THE INPUT »
○ ○ ○

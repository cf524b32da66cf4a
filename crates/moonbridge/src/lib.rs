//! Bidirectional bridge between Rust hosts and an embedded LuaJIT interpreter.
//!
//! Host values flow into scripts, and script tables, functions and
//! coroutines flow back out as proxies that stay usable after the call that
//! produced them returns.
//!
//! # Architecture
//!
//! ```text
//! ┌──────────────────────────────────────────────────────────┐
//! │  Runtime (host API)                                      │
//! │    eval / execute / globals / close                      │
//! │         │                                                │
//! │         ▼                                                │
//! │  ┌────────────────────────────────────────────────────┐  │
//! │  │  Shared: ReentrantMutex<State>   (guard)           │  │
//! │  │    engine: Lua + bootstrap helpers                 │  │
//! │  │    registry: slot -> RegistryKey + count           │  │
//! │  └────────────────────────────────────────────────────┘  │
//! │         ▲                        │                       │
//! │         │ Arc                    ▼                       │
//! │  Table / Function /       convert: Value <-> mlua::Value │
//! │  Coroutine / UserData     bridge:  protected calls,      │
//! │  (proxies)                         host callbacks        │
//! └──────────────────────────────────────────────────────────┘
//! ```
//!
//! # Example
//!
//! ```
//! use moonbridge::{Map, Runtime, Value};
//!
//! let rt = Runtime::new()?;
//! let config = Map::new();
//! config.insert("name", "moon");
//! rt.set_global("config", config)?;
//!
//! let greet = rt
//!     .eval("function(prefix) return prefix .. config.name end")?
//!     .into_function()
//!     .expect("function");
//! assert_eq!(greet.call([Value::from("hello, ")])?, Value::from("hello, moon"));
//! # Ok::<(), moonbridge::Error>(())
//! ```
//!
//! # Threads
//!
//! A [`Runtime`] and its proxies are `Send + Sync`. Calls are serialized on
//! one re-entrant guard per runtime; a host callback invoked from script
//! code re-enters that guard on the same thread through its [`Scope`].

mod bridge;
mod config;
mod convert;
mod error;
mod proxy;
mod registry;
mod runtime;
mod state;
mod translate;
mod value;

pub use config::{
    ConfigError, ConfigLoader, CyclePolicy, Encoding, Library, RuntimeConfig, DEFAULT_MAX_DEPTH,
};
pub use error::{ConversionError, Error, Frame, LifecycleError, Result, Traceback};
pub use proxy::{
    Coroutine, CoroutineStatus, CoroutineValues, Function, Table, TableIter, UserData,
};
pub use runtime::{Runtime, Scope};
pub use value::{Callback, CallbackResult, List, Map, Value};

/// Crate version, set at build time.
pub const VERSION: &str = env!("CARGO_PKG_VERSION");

○ ○ ○

DESCRIPTION OF THE TASK » Reproduce the entries exactly, starting at their first line and stopping after the line with "the call that".

ANSWER TO THIS PROBLEM »
repository cf524b32da66cf4a
filename crates/moonbridge/src/lib.rs
//! Bidirectional bridge between Rust hosts and an embedded LuaJIT interpreter.
//!
//! Host values flow into scripts, and script tables, functions and
//! coroutines flow back out as proxies that stay usable after the call that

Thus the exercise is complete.